DETAILED DESCRIPTION OF THE PREFERRED EMBODIMENTS

The present invention is a simple and effective way to enhance the sound quality of a wireless communication device by cancelling undesirable ambient noise surrounding the user of the device. The undesirable ambient noise is cancelled by destructive interference. FIGURE 1 illustrates an exemplary embodiment for cancelling ambient noise in a wireless communication device 100 according to the present invention. The wireless communication device 100 is preferably a two-way, portable, electronic communication apparatus relying upon electronic circuitry to enable and control radio frequency (RF) transmission of an outgoing voice signal and reception of an incoming voice signal via an antenna 102. A loudspeaker or earpiece 104 is provided for the user to hear the incoming voice signal, and a first microphone 106 is provided to primarily capture or pick-up the voice of the user of the wireless communication device 100 for subsequent transmission. A second microphone 108 is provided to primarily capture or pick-up ambient noise surrounding the user of the wireless communication device 100. The ambient noise will preferably be subsequently cancelled. Either one or both of the first and second microphones 106, 108 may comprise any conventional type of sound pick-up device commonly used in wireless communication devices, such as, but not limited to, condenser or dynamic microphones, microphones comprising piezoelectric elements, or electrets . The term ambient noise connotes any undesirable sound unrelated to the use of the wireless communication device. The voice of the user of the wireless communication device and the voice of the person speaking to the user of the wireless communication device are referred to as desired sounds or signals. However, any other type of sound that the user wants transmitted or received over the wireless communication device may also be deemed to be a desired sound. Both desired sounds and undesired sounds are taken to exist in the audio frequency range, which is typically 20 Hz to 20 kHz.

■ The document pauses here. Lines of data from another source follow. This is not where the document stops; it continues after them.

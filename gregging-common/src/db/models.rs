//! Database models
//!
//! Row types serialize with camelCase field names, the shape the frontend
//! consumes. Credential columns live only on [`User`], which is not
//! serializable; responses use [`PublicUser`].

use chrono::{DateTime, Utc};
use serde::{Deserialize, Serialize};
use sqlx::FromRow;

use crate::{Error, Result};

/// Accepted profile themes
pub const THEMES: &[&str] = &["light", "dark"];

pub const DEFAULT_THEME: &str = "light";

/// Full user row, including credentials
#[derive(Debug, Clone, FromRow)]
pub struct User {
    pub id: i64,
    pub username: String,
    pub password_hash: String,
    pub email: String,
    pub created_at: DateTime<Utc>,
}

/// User as exposed over HTTP
#[derive(Debug, Clone, PartialEq, Serialize, Deserialize)]
#[serde(rename_all = "camelCase")]
pub struct PublicUser {
    pub id: i64,
    pub username: String,
    pub email: String,
    pub created_at: DateTime<Utc>,
}

impl From<&User> for PublicUser {
    fn from(user: &User) -> Self {
        Self {
            id: user.id,
            username: user.username.clone(),
            email: user.email.clone(),
            created_at: user.created_at,
        }
    }
}

#[derive(Debug, Clone)]
pub struct NewUser {
    pub username: String,
    pub email: String,
    pub password_hash: String,
}

#[derive(Debug, Clone, PartialEq, Serialize, Deserialize, FromRow)]
#[serde(rename_all = "camelCase")]
pub struct Profile {
    pub id: i64,
    pub user_id: i64,
    pub display_name: Option<String>,
    pub bio: Option<String>,
    pub avatar_url: Option<String>,
    pub github_username: Option<String>,
    pub linkedin_profile: Option<String>,
    pub portfolio_url: Option<String>,
    pub theme: String,
    pub updated_at: DateTime<Utc>,
}

#[derive(Debug, Clone, Default)]
pub struct NewProfile {
    pub user_id: i64,
    pub display_name: Option<String>,
    pub bio: Option<String>,
    pub github_username: Option<String>,
}

/// Partial profile update
///
/// `None` leaves a field unchanged; an empty string clears an optional field.
#[derive(Debug, Clone, Default, Deserialize)]
#[serde(rename_all = "camelCase")]
pub struct ProfileUpdate {
    pub display_name: Option<String>,
    pub bio: Option<String>,
    pub avatar_url: Option<String>,
    pub github_username: Option<String>,
    pub linkedin_profile: Option<String>,
    pub portfolio_url: Option<String>,
    pub theme: Option<String>,
}

impl ProfileUpdate {
    pub fn validate(&self) -> Result<()> {
        if let Some(theme) = &self.theme {
            if !THEMES.contains(&theme.as_str()) {
                return Err(Error::InvalidInput(format!(
                    "Invalid theme '{}' (expected one of: {})",
                    theme,
                    THEMES.join(", ")
                )));
            }
        }
        Ok(())
    }

    /// Merge this patch into an existing profile
    pub fn apply_to(self, profile: &mut Profile) {
        fn merge(target: &mut Option<String>, patch: Option<String>) {
            if let Some(value) = patch {
                let trimmed = value.trim();
                *target = if trimmed.is_empty() {
                    None
                } else {
                    Some(trimmed.to_string())
                };
            }
        }

        merge(&mut profile.display_name, self.display_name);
        merge(&mut profile.bio, self.bio);
        merge(&mut profile.avatar_url, self.avatar_url);
        merge(&mut profile.github_username, self.github_username);
        merge(&mut profile.linkedin_profile, self.linkedin_profile);
        merge(&mut profile.portfolio_url, self.portfolio_url);
        if let Some(theme) = self.theme {
            profile.theme = theme;
        }
    }
}

/// A quiz attached to a topic slug
#[derive(Debug, Clone, PartialEq, Serialize, Deserialize, FromRow)]
#[serde(rename_all = "camelCase")]
pub struct Test {
    pub id: i64,
    pub topic_slug: String,
    pub title: String,
    pub description: Option<String>,
    pub difficulty: String,
    pub created_at: DateTime<Utc>,
}

#[derive(Debug, Clone)]
pub struct NewTest {
    pub topic_slug: String,
    pub title: String,
    pub description: Option<String>,
    pub difficulty: String,
}

#[derive(Debug, Clone, PartialEq, Serialize, Deserialize, FromRow)]
#[serde(rename_all = "camelCase")]
pub struct Question {
    pub id: i64,
    pub test_id: i64,
    pub question_text: String,
    pub correct_answer: String,
    pub explanation: Option<String>,
    pub order_index: i64,
}

#[derive(Debug, Clone)]
pub struct NewQuestion {
    pub test_id: i64,
    pub question_text: String,
    pub correct_answer: String,
    pub explanation: Option<String>,
    pub order_index: i64,
}

#[derive(Debug, Clone, PartialEq, Serialize, Deserialize, FromRow)]
#[serde(rename_all = "camelCase")]
pub struct UserScore {
    pub id: i64,
    pub user_id: i64,
    pub test_id: i64,
    pub score: i64,
    pub completed_at: DateTime<Utc>,
}

#[derive(Debug, Clone)]
pub struct NewUserScore {
    pub user_id: i64,
    pub test_id: i64,
    pub score: i64,
}

/// A user's score joined with the test it belongs to
#[derive(Debug, Clone, PartialEq, Serialize, Deserialize, FromRow)]
#[serde(rename_all = "camelCase")]
pub struct ScoreSummary {
    pub id: i64,
    pub test_id: i64,
    pub topic_slug: String,
    pub test_title: String,
    pub score: i64,
    pub completed_at: DateTime<Utc>,
}

#[derive(Debug, Clone, PartialEq, Serialize, Deserialize, FromRow)]
#[serde(rename_all = "camelCase")]
pub struct Discussion {
    pub id: i64,
    pub user_id: i64,
    pub title: String,
    pub content: String,
    pub created_at: DateTime<Utc>,
    pub updated_at: DateTime<Utc>,
}

#[derive(Debug, Clone)]
pub struct NewDiscussion {
    pub user_id: i64,
    pub title: String,
    pub content: String,
}

#[derive(Debug, Clone, PartialEq, Serialize, Deserialize)]
#[serde(rename_all = "camelCase")]
pub struct DiscussionWithComments {
    #[serde(flatten)]
    pub discussion: Discussion,
    pub comments: Vec<Comment>,
}

#[derive(Debug, Clone, PartialEq, Serialize, Deserialize, FromRow)]
#[serde(rename_all = "camelCase")]
pub struct Comment {
    pub id: i64,
    pub discussion_id: i64,
    pub user_id: i64,
    pub content: String,
    pub created_at: DateTime<Utc>,
}

#[derive(Debug, Clone)]
pub struct NewComment {
    pub discussion_id: i64,
    pub user_id: i64,
    pub content: String,
}

#[derive(Debug, Clone, FromRow)]
pub struct Session {
    pub token: String,
    pub user_id: i64,
    pub created_at: DateTime<Utc>,
    /// Unix epoch seconds
    pub expires_at: i64,
}

#[cfg(test)]
mod tests {
    use super::*;

    fn sample_profile() -> Profile {
        Profile {
            id: 1,
            user_id: 1,
            display_name: Some("John Doe".to_string()),
            bio: Some("Software Developer".to_string()),
            avatar_url: None,
            github_username: Some("jdoe".to_string()),
            linkedin_profile: None,
            portfolio_url: None,
            theme: "light".to_string(),
            updated_at: Utc::now(),
        }
    }

    #[test]
    fn test_patch_leaves_missing_fields() {
        let mut profile = sample_profile();
        ProfileUpdate {
            bio: Some("Algorithms nerd".to_string()),
            ..Default::default()
        }
        .apply_to(&mut profile);

        assert_eq!(profile.bio.as_deref(), Some("Algorithms nerd"));
        assert_eq!(profile.display_name.as_deref(), Some("John Doe"));
        assert_eq!(profile.github_username.as_deref(), Some("jdoe"));
    }

    #[test]
    fn test_patch_empty_string_clears() {
        let mut profile = sample_profile();
        ProfileUpdate {
            github_username: Some("  ".to_string()),
            ..Default::default()
        }
        .apply_to(&mut profile);

        assert_eq!(profile.github_username, None);
    }

    #[test]
    fn test_theme_validation() {
        let ok = ProfileUpdate {
            theme: Some("dark".to_string()),
            ..Default::default()
        };
        assert!(ok.validate().is_ok());

        let bad = ProfileUpdate {
            theme: Some("neon".to_string()),
            ..Default::default()
        };
        assert!(matches!(bad.validate(), Err(Error::InvalidInput(_))));
    }

    #[test]
    fn test_public_user_hides_credentials() {
        let user = User {
            id: 7,
            username: "jane_doe".to_string(),
            password_hash: "hash".to_string(),
            email: "jane@example.com".to_string(),
            created_at: Utc::now(),
        };

        let json = serde_json::to_value(PublicUser::from(&user)).unwrap();
        assert_eq!(json["username"], "jane_doe");
        assert!(json.get("passwordHash").is_none());
        assert!(json.get("password_hash").is_none());
        assert!(json.get("createdAt").is_some());
    }
}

The first microphone 106 is housed within the body of the wireless communication device 100 at a location to effectively capture or pick-up the voice of the user of the wireless communication device 100. However, in the course of ordinary use, the first microphone 106 will also inadvertently capture any ambient noise surrounding the user of the wireless communication device 100. The first microphone 106, converts the captured voice of the user and the inadvertently captured ambient noise into an electronic representation corresponding directly both to the user's voice and the noise. The electronic representation is then processed in either digital or analog form to create a first electrical signal. The first electrical signal is provided to a mixer, signal combiner or summing circuit 110 over connection 112 for subsequent cancellation of the inadvertently captured noise, further processing by the wireless communication device 100 and eventual transmission.

The second microphone 108 is provided at a location optimized to effectively capture or pick-up ambient noise surrounding the user, but not the user's voice itself. The second microphone 108, converts the captured ambient noise into an electronic representation of the noise surrounding the user of the wireless communication device 100. The electronic representation is then processed in either digital or analog form to create a second electrical signal that is fed to an inverse signal generator 114 over connection 116.

The inverse signal generator 114 produces as output, a third electrical signal identical in amplitude and phase to the ambient noise captured by

-10- the second microphone 108, except in inverted form. The third electrical signal is sent to the mixer, signal combiner or summing circuit 110 over connection 118 for use in cancelling the ambient noise inadvertently captured along with user's voice by the first microphone 106.

The first electrical signal and the third electrical signal are electronically combined within the mixer, signal combiner or summing circuit 110, so as to cancel or subtract the noise component of the first electrical signal. Thus, the component of the first electrical signal corresponding to the ambient noise inadvertently captured or picked-up by the first microphone 106 is electronically cancelled by the third electrical signal, which is a representation of the noise captured by the second microphone 108 in inverted form.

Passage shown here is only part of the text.